Exactly as written, copy the lines of the data below from the first through the one containing "use super::*;".

> DATASET RECORDS
——

//! Thread-safe pending-transaction queue.
//!
//! [`TransactionQueue`] uses interior mutability ([`Mutex`]) so that any
//! thread — background computation, a UI callback — can submit work with
//! only `&self`. The mode manager is the single consumer: it drains the
//! queue once per frame on the main thread and appends everything to the
//! journal in submission order.

use std::fmt;

use parking_lot::Mutex;

use super::transaction::Transaction;

/// A thread-safe queue for submitting [`Transaction`]s from any thread.
///
/// Multiple producers, single consumer. FIFO order is preserved per
/// producer; no ordering is guaranteed across concurrent producers.
pub struct TransactionQueue {
    queue: Mutex<Vec<Transaction>>,
}

impl TransactionQueue {
    /// Creates a new empty queue.
    pub fn new() -> Self {
        Self {
            queue: Mutex::new(Vec::new()),
        }
    }

    /// Enqueues a transaction. Callable from `&self` on any thread.
    pub fn push(&self, transaction: Transaction) {
        self.queue.lock().push(transaction);
    }

    /// Drains all queued transactions, returning them in submission order.
    pub fn drain(&self) -> Vec<Transaction> {
        std::mem::take(&mut *self.queue.lock())
    }

    /// Returns `true` if there are no queued transactions.
    pub fn is_empty(&self) -> bool {
        self.queue.lock().is_empty()
    }

    /// Number of queued transactions.
    pub fn len(&self) -> usize {
        self.queue.lock().len()
    }
}

impl Default for TransactionQueue {
    fn default() -> Self {
        Self::new()
    }
}

impl fmt::Debug for TransactionQueue {
    fn fmt(&self, f: &mut fmt::Formatter<'_>) -> fmt::Result {
        let len = self.queue.lock().len();
        f.debug_struct("TransactionQueue")
            .field("pending", &len)
            .finish()
    }
}

#[cfg(test)]
mod tests {
    use super::*;
    use std::sync::Arc;
    use std::sync::atomic::{AtomicI32, Ordering};

    #[test]
    fn push_and_drain() {
        let queue = TransactionQueue::new();
        queue.push(Transaction::exec_only("First", || {}));
        queue.push(Transaction::exec_only("Second", || {}));

        let drained = queue.drain();
        assert_eq!(drained.len(), 2);
        assert_eq!(drained[0].message(), "First");
        assert_eq!(drained[1].message(), "Second");
    }

    #[test]
    fn drain_empties_queue() {
        let queue = TransactionQueue::new();
        queue.push(Transaction::default());
        let _ = queue.drain();
        assert!(queue.is_empty());
        assert_eq!(queue.drain().len(), 0);
    }

    #[test]
    fn len_reflects_state() {
        let queue = TransactionQueue::new();
        assert_eq!(queue.len(), 0);
        queue.push(Transaction::default());
        queue.push(Transaction::default());
        assert_eq!(queue.len(), 2);
    }

    #[test]
    fn concurrent_producers_all_arrive() {
        let queue = Arc::new(TransactionQueue::new());
        let executed = Arc::new(AtomicI32::new(0));

        let handles: Vec<_> = (0..4)
            .map(|_| {
                let queue = queue.clone();
                let executed = executed.clone();
                std::thread::spawn(move || {
                    for _ in 0..25 {
                        let executed = executed.clone();
                        queue.push(Transaction::exec_only("Background edit", move || {
                            executed.fetch_add(1, Ordering::SeqCst);
                        }));
                    }
                })
            })
            .collect();
        for handle in handles {
            handle.join().unwrap();
        }

        let drained = queue.drain();
        assert_eq!(drained.len(), 100);
        for transaction in &drained {
            transaction.exec();
        }
        assert_eq!(executed.load(Ordering::SeqCst), 100);
    }

    #[test]
    fn debug_impl() {
        let queue = TransactionQueue::new();
        queue.push(Transaction::default());
        let debug = format!("{queue:?}");
        assert!(debug.contains("TransactionQueue"));
        assert!(debug.contains("pending"));
    }
}
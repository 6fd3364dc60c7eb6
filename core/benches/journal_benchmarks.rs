use criterion::{Criterion, black_box, criterion_group, criterion_main};

use vermilion_core::journal::{Journal, Transaction, TransactionQueue};

// ---------------------------------------------------------------------------
// Journal mutation
// ---------------------------------------------------------------------------

fn bench_append_linear(c: &mut Criterion) {
    c.bench_function("journal_append_1000", |b| {
        b.iter(|| {
            let mut journal = Journal::new();
            for i in 0..1000 {
                journal.append(Transaction::exec_only(format!("edit {i}"), || {}));
            }
            black_box(journal.node_count())
        });
    });
}

fn bench_undo_redo_walk(c: &mut Criterion) {
    let mut journal = Journal::new();
    for i in 0..1000 {
        journal.append(Transaction::exec_only(format!("edit {i}"), || {}));
    }
    c.bench_function("journal_undo_redo_1000", |b| {
        b.iter(|| {
            while journal.undo() {}
            while journal.redo() {}
            black_box(journal.undo_count())
        });
    });
}

fn bench_validate(c: &mut Criterion) {
    let mut journal = Journal::new();
    for i in 0..1000 {
        journal.append(Transaction::exec_only(format!("edit {i}"), || {}));
        if i % 10 == 0 {
            journal.fork(Transaction::exec_only(format!("fork {i}"), || {}));
        }
    }
    c.bench_function("journal_validate_1100", |b| {
        b.iter(|| black_box(journal.validate()));
    });
}

// ---------------------------------------------------------------------------
// Transaction queue
// ---------------------------------------------------------------------------

fn bench_queue_push_drain(c: &mut Criterion) {
    c.bench_function("queue_push_drain_1000", |b| {
        b.iter(|| {
            let queue = TransactionQueue::new();
            for _ in 0..1000 {
                queue.push(Transaction::default());
            }
            black_box(queue.drain().len())
        });
    });
}

criterion_group!(
    benches,
    bench_append_linear,
    bench_undo_redo_walk,
    bench_validate,
    bench_queue_push_drain
);
criterion_main!(benches);
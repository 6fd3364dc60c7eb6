//! C ABI plugin boundary.
//!
//! A dynamically loaded plugin exposes an activity to the host as a
//! fixed-layout table of optional function slots bound to an opaque
//! instance pointer. The host fills a [`PluginActivityTable`] once per
//! loaded plugin and wraps it in a [`PluginActivity`], which adapts the
//! table to the [`Activity`] trait so the
//! [`ModeManager`](crate::ModeManager) can drive it like any native
//! activity.
//!
//! Unset slots are silent no-ops; unset bid slots abstain. Allocation
//! ownership never crosses the boundary: the plugin allocates and frees
//! its own instance, and the name string is borrowed from the plugin for
//! the table's whole lifetime.

use std::ffi::{CStr, c_char, c_int, c_void};
use std::ptr;

use vermilion_core::view::ViewInteraction;

use crate::activity::{ActiveState, Activity};

/// Slot taking only the instance pointer.
pub type PluginHook = Option<unsafe extern "C" fn(*mut c_void)>;

/// Slot taking the instance pointer and the current interaction.
pub type PluginViewHook = Option<unsafe extern "C" fn(*mut c_void, *const ViewInteraction)>;

/// Bid slot: returns the priority, negative to abstain.
pub type PluginBidHook = Option<unsafe extern "C" fn(*mut c_void, *const ViewInteraction) -> c_int>;

/// Fixed-layout capability table a plugin fills in.
///
/// Every function slot is optional; a `None` slot is skipped when the
/// host dispatches. The `name` string is borrowed from the plugin and
/// must outlive the table. The `active` flag mirrors the host-side
/// activation state so the plugin can observe it.
#[repr(C)]
#[derive(Debug, Clone, Copy)]
pub struct PluginActivityTable {
    pub activate: PluginHook,
    pub deactivate: PluginHook,
    pub update: PluginHook,
    pub render: PluginViewHook,
    pub run_ui: PluginViewHook,
    pub menu: PluginHook,
    pub tool_bar: PluginHook,
    pub hover_bid: PluginBidHook,
    pub hovering: PluginViewHook,
    pub drag_bid: PluginBidHook,
    pub dragging: PluginViewHook,
    /// Display name; not owned by the table.
    pub name: *const c_char,
    /// Mirrors the host-side activation flag.
    pub active: bool,
}

impl Default for PluginActivityTable {
    /// An empty table: every slot unset, no name, inactive.
    fn default() -> Self {
        Self {
            activate: None,
            deactivate: None,
            update: None,
            render: None,
            run_ui: None,
            menu: None,
            tool_bar: None,
            hover_bid: None,
            hovering: None,
            drag_bid: None,
            dragging: None,
            name: ptr::null(),
            active: false,
        }
    }
}

/// Adapter driving a plugin-provided capability table as an [`Activity`].
pub struct PluginActivity {
    table: PluginActivityTable,
    instance: *mut c_void,
    name: String,
    state: ActiveState,
}

impl PluginActivity {
    /// Wraps a plugin capability table around its instance pointer.
    ///
    /// The name is copied out of the table at construction so later
    /// lookups need no FFI access.
    ///
    /// # Safety
    ///
    /// - `instance` must remain valid for every slot call for the
    ///   adapter's whole lifetime, and the slots must tolerate being
    ///   called from the host's main thread.
    /// - `table.name`, when non-null, must point to a NUL-terminated
    ///   string that is valid at construction time.
    pub unsafe fn new(table: PluginActivityTable, instance: *mut c_void) -> Self {
        let name = if table.name.is_null() {
            String::new()
        } else {
            unsafe { CStr::from_ptr(table.name) }
                .to_string_lossy()
                .into_owned()
        };
        Self {
            table,
            instance,
            name,
            state: ActiveState::default(),
        }
    }

    /// The capability table, with `active` reflecting the current state.
    pub fn table(&self) -> &PluginActivityTable {
        &self.table
    }

    fn call(&self, slot: PluginHook) {
        if let Some(f) = slot {
            unsafe { f(self.instance) };
        }
    }

    fn call_view(&self, slot: PluginViewHook, interaction: &ViewInteraction) {
        if let Some(f) = slot {
            unsafe { f(self.instance, interaction) };
        }
    }

    fn bid(&self, slot: PluginBidHook, interaction: &ViewInteraction) -> i32 {
        match slot {
            Some(f) => unsafe { f(self.instance, interaction) },
            None => -1,
        }
    }
}

impl Activity for PluginActivity {
    fn name(&self) -> &str {
        &self.name
    }

    fn state(&self) -> &ActiveState {
        &self.state
    }

    fn state_mut(&mut self) -> &mut ActiveState {
        &mut self.state
    }

    fn on_activate(&mut self) {
        self.table.active = true;
        self.call(self.table.activate);
    }

    fn on_deactivate(&mut self) {
        self.table.active = false;
        self.call(self.table.deactivate);
    }

    fn update(&mut self) {
        self.call(self.table.update);
    }

    fn render(&mut self, interaction: &ViewInteraction) {
        self.call_view(self.table.render, interaction);
    }

    fn run_ui(&mut self, interaction: &ViewInteraction) {
        self.call_view(self.table.run_ui, interaction);
    }

    fn main_menu(&mut self) {
        self.call(self.table.menu);
    }

    fn tool_bar(&mut self) {
        self.call(self.table.tool_bar);
    }

    fn viewport_hover_bid(&self, interaction: &ViewInteraction) -> i32 {
        self.bid(self.table.hover_bid, interaction)
    }

    fn viewport_hovering(&mut self, interaction: &ViewInteraction) {
        self.call_view(self.table.hovering, interaction);
    }

    fn viewport_drag_bid(&self, interaction: &ViewInteraction) -> i32 {
        self.bid(self.table.drag_bid, interaction)
    }

    fn viewport_dragging(&mut self, interaction: &ViewInteraction) {
        self.call_view(self.table.dragging, interaction);
    }
}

——

> EXERCISE OUTPUT
//! Thread-safe pending-transaction queue.
//!
//! [`TransactionQueue`] uses interior mutability ([`Mutex`]) so that any
//! thread — background computation, a UI callback — can submit work with
//! only `&self`. The mode manager is the single consumer: it drains the
//! queue once per frame on the main thread and appends everything to the
//! journal in submission order.

use std::fmt;

use parking_lot::Mutex;

use super::transaction::Transaction;

/// A thread-safe queue for submitting [`Transaction`]s from any thread.
///
/// Multiple producers, single consumer. FIFO order is preserved per
/// producer; no ordering is guaranteed across concurrent producers.
pub struct TransactionQueue {
    queue: Mutex<Vec<Transaction>>,
}

impl TransactionQueue {
    /// Creates a new empty queue.
    pub fn new() -> Self {
        Self {
            queue: Mutex::new(Vec::new()),
        }
    }

    /// Enqueues a transaction. Callable from `&self` on any thread.
    pub fn push(&self, transaction: Transaction) {
        self.queue.lock().push(transaction);
    }

    /// Drains all queued transactions, returning them in submission order.
    pub fn drain(&self) -> Vec<Transaction> {
        std::mem::take(&mut *self.queue.lock())
    }

    /// Returns `true` if there are no queued transactions.
    pub fn is_empty(&self) -> bool {
        self.queue.lock().is_empty()
    }

    /// Number of queued transactions.
    pub fn len(&self) -> usize {
        self.queue.lock().len()
    }
}

impl Default for TransactionQueue {
    fn default() -> Self {
        Self::new()
    }
}

impl fmt::Debug for TransactionQueue {
    fn fmt(&self, f: &mut fmt::Formatter<'_>) -> fmt::Result {
        let len = self.queue.lock().len();
        f.debug_struct("TransactionQueue")
            .field("pending", &len)
            .finish()
    }
}

#[cfg(test)]
mod tests {
    use super::*;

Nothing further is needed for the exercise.